When OAuth 1 was first invented, it primarily sought to solve the problem of one website talking to another website’s API. It could also be used with native applications, but it was awkward at best due to many of the assumptions built into the OAuth 1 model. To be fair, smartphones didn’t really exist yet, and the handful of clunky desktop apps could more or less be dealt with via a few hacks. In OAuth 2, we at least admitted that mobile applications were now A Thing and created the notion of a public client with no recognizable credentials of its own. But it turned out that wasn’t enough, and we needed additional tools and additional guidance for developers to get mobile applications right. Even later, single-page applications really came into their own, further defying previous assumptions about OAuth clients. Smart devices and the internet of things drove a world of new interaction methods and even new ideas about what logging in means. And all of this is on top of OAuth’s core set of grant types, the differences between which are largely driven by the abilities of different clients.

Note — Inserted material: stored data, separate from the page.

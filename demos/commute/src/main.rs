//! commute: small charging-demand run for the EV commuter simulator.
//!
//! Simulates 14 commuters between two residential areas and two employment
//! areas for three days, with six-minute steps, and reports how much energy
//! was drawn and when the charging peak occurred.
//!
//! ```text
//! cargo run -p commute [-- path/to/options.toml]
//! RUST_LOG=debug cargo run -p commute        # every state change
//! ```

use std::io::Cursor;
use std::path::Path;
use std::time::Instant;

use anyhow::{Context, Result};
use tracing::info;
use tracing_subscriber::EnvFilter;

use ev_agent::Agent;
use ev_core::{Tick, TimeUnit};
use ev_data::{
    ModelOptions, ReferenceData, load_agent_matrix_reader, load_cars_reader,
    load_distances_reader, load_recharge_behaviors_reader, load_start_times_reader,
};
use ev_output::{OutputWriter, SimOutputObserver};
use ev_sim::{RunLimit, SimBuilder, SimObserver, TickSummary};

// ── Constants ─────────────────────────────────────────────────────────────────

const SIM_DAYS:   u32  = 3;
const OUTPUT_DIR: &str = "output/commute";

/// Used when no options file is given.  2023-11-14 00:00 UTC.
const DEFAULT_OPTIONS: &str = r#"
start_unix_secs       = 1699920000
step_secs             = 360
initial_charge_method = "random"
min_initial_charge    = 60
output_interval_ticks = 10
"#;

// ── Reference tables ──────────────────────────────────────────────────────────

const DISTANCES_CSV: &str = "\
,Downtown,CommercePark
Northside,12.5,18
Southside,9,6.5
";

const AGENTS_CSV: &str = "\
,Downtown,CommercePark
Northside,5,2
Southside,3,4
";

const CARS_CSV: &str = "\
code,brand,model,capacity,range,recharge,idle_discharge
compact,Volta,Compact,40,250,6,0.5
saloon,Volta,Saloon,75,420,10,0.3
";

const BEHAVIORS_CSV: &str = "\
code,charge,percentage
anxious,0,100
anxious,60,100
anxious,80,40
anxious,100,0
relaxed,0,100
relaxed,20,80
relaxed,40,10
relaxed,100,0
";

const START_TIMES_CSV: &str = "\
from,to,start,end,percentage
home,work,7,7.5,30
home,work,7.5,8.5,85
home,work,8.5,9.5,100
work,home,16,17,40
work,home,17,18,90
work,home,18,19.5,100
";

// ── Observer wrapper to collect demand figures ────────────────────────────────

struct DemandObserver<W: OutputWriter> {
    inner:         SimOutputObserver<W>,
    snapshot_rows: usize,
    summary_rows:  usize,
    ticks_per_day: u64,
    daily_kwh:     Vec<f64>,
    peak:          Option<TickSummary>,
}

impl<W: OutputWriter> DemandObserver<W> {
    fn new(inner: SimOutputObserver<W>, step_secs: u32) -> Self {
        Self {
            inner,
            snapshot_rows: 0,
            summary_rows: 0,
            ticks_per_day: (86_400 / u64::from(step_secs)).max(1),
            daily_kwh: Vec::new(),
            peak: None,
        }
    }
}

impl<W: OutputWriter> SimObserver for DemandObserver<W> {
    fn on_tick_end(&mut self, summary: &TickSummary) {
        self.summary_rows += 1;
        let day = (summary.tick.0 / self.ticks_per_day) as usize;
        if self.daily_kwh.len() <= day {
            self.daily_kwh.resize(day + 1, 0.0);
        }
        self.daily_kwh[day] += summary.energy_kwh;
        if self
            .peak
            .as_ref()
            .is_none_or(|p| summary.charging_power_kw > p.charging_power_kw)
        {
            self.peak = Some(summary.clone());
        }
        self.inner.on_tick_end(summary);
    }

    fn on_snapshot(&mut self, tick: Tick, unix_secs: i64, agents: &[Agent], data: &ReferenceData) {
        self.snapshot_rows += agents.len();
        self.inner.on_snapshot(tick, unix_secs, agents, data);
    }

    fn on_sim_end(&mut self, final_tick: Tick) {
        self.inner.on_sim_end(final_tick);
    }
}

// ── Helpers ───────────────────────────────────────────────────────────────────

fn load_options() -> Result<ModelOptions> {
    match std::env::args().nth(1) {
        Some(path) => {
            let text = std::fs::read_to_string(&path)
                .with_context(|| format!("reading options from {path}"))?;
            toml::from_str(&text).with_context(|| format!("parsing {path}"))
        }
        None => Ok(toml::from_str(DEFAULT_OPTIONS)?),
    }
}

fn load_reference(options: &ModelOptions) -> Result<ReferenceData> {
    Ok(ReferenceData::new(
        load_distances_reader(Cursor::new(DISTANCES_CSV), options.distance_factor)?,
        load_cars_reader(Cursor::new(CARS_CSV))?,
        load_recharge_behaviors_reader(Cursor::new(BEHAVIORS_CSV))?,
        load_start_times_reader(Cursor::new(START_TIMES_CSV))?,
    )?)
}

/// `7.75` → `07:45`.
fn hh_mm(hours: f64) -> String {
    let minutes = (hours * 60.0).round() as u32;
    format!("{:02}:{:02}", minutes / 60, minutes % 60)
}

#[cfg(not(feature = "sqlite"))]
fn open_writer(dir: &Path) -> Result<ev_output::CsvWriter> {
    Ok(ev_output::CsvWriter::new(dir)?)
}

#[cfg(feature = "sqlite")]
fn open_writer(dir: &Path) -> Result<ev_output::SqliteWriter> {
    Ok(ev_output::SqliteWriter::new(dir)?)
}

// ── main ──────────────────────────────────────────────────────────────────────

fn main() -> Result<()> {
    tracing_subscriber::fmt()
        .with_env_filter(
            EnvFilter::try_from_default_env().unwrap_or_else(|_| EnvFilter::new("info")),
        )
        .init();

    // 1. Options and reference tables.
    let options = load_options()?;
    let data = load_reference(&options)?;
    let matrix = load_agent_matrix_reader(Cursor::new(AGENTS_CSV))?;
    println!("=== commute: EV charging demand ===");
    println!(
        "Agents: {}  |  Days: {SIM_DAYS}  |  Step: {} s  |  Seed: {}",
        matrix.total(),
        options.step_secs,
        options.seed
    );
    println!();

    // 2. Build the population.
    let step_secs = options.step_secs;
    let mut sim = SimBuilder::new(options, data).agent_matrix(matrix).build()?;

    // 3. Output.
    std::fs::create_dir_all(OUTPUT_DIR)?;
    let writer = open_writer(Path::new(OUTPUT_DIR))?;
    let mut obs = DemandObserver::new(SimOutputObserver::new(writer), step_secs);

    // 4. Run.
    let t0 = Instant::now();
    sim.run(RunLimit::duration(f64::from(SIM_DAYS) * 24.0, TimeUnit::Hours), &mut obs)?;
    let elapsed = t0.elapsed();
    info!(secs = elapsed.as_secs_f64(), "simulation complete");

    if let Some(e) = obs.inner.take_error() {
        eprintln!("output error: {e}");
    }

    // 5. Demand summary.
    println!("Simulation complete in {:.3} s", elapsed.as_secs_f64());
    println!("  snapshot rows : {}", obs.snapshot_rows);
    println!("  summary rows  : {}", obs.summary_rows);
    println!();
    for (day, kwh) in obs.daily_kwh.iter().enumerate() {
        println!("  day {}: {kwh:>8.2} kWh recharged", day + 1);
    }
    if let Some(peak) = &obs.peak {
        let tod = ev_core::time_of_day(peak.unix_secs as f64, sim.options.utc_offset_h);
        println!(
            "  peak  : {:>8.2} kW at {} ({} of {} plugged in, {})",
            peak.charging_power_kw,
            peak.tick,
            peak.recharging,
            peak.agents(),
            hh_mm(tod),
        );
    }
    println!();

    // 6. Final agent table.
    println!(
        "{:<6} {:<10} {:<13} {:<6} {:<6} {:<20} {:>8} {:>10}",
        "Agent", "Home", "Work", "Out", "Back", "Location", "Charge", "Recharged"
    );
    println!("{}", "-".repeat(86));
    for agent in &sim.agents {
        println!(
            "{:<6} {:<10} {:<13} {:<6} {:<6} {:<20} {:>7.1}% {:>6.2} kWh",
            agent.id().0,
            sim.data.location_name(agent.home())?,
            sim.data.location_name(agent.work())?,
            hh_mm(agent.depart_home_h()),
            hh_mm(agent.depart_work_h()),
            agent.location().to_string(),
            agent.car().charge(),
            agent.car().recharged_kwh(),
        );
    }

    Ok(())
}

This kind of flexibility and adaptability is one of OAuth 2’s greatest successes, so what’s the problem? Simply put, OAuth 2 makes a lot of assumptions that the user has access to a web browser which is on the same device as the client. In today’s world of smart clients, rich applications, and constrained devices, these assumptions no longer match reality and there’s a real need for a system with more flexibility. While browsers are certainly still around, we aren’t just connecting two websites to each other anymore, and our security protocols should reflect that.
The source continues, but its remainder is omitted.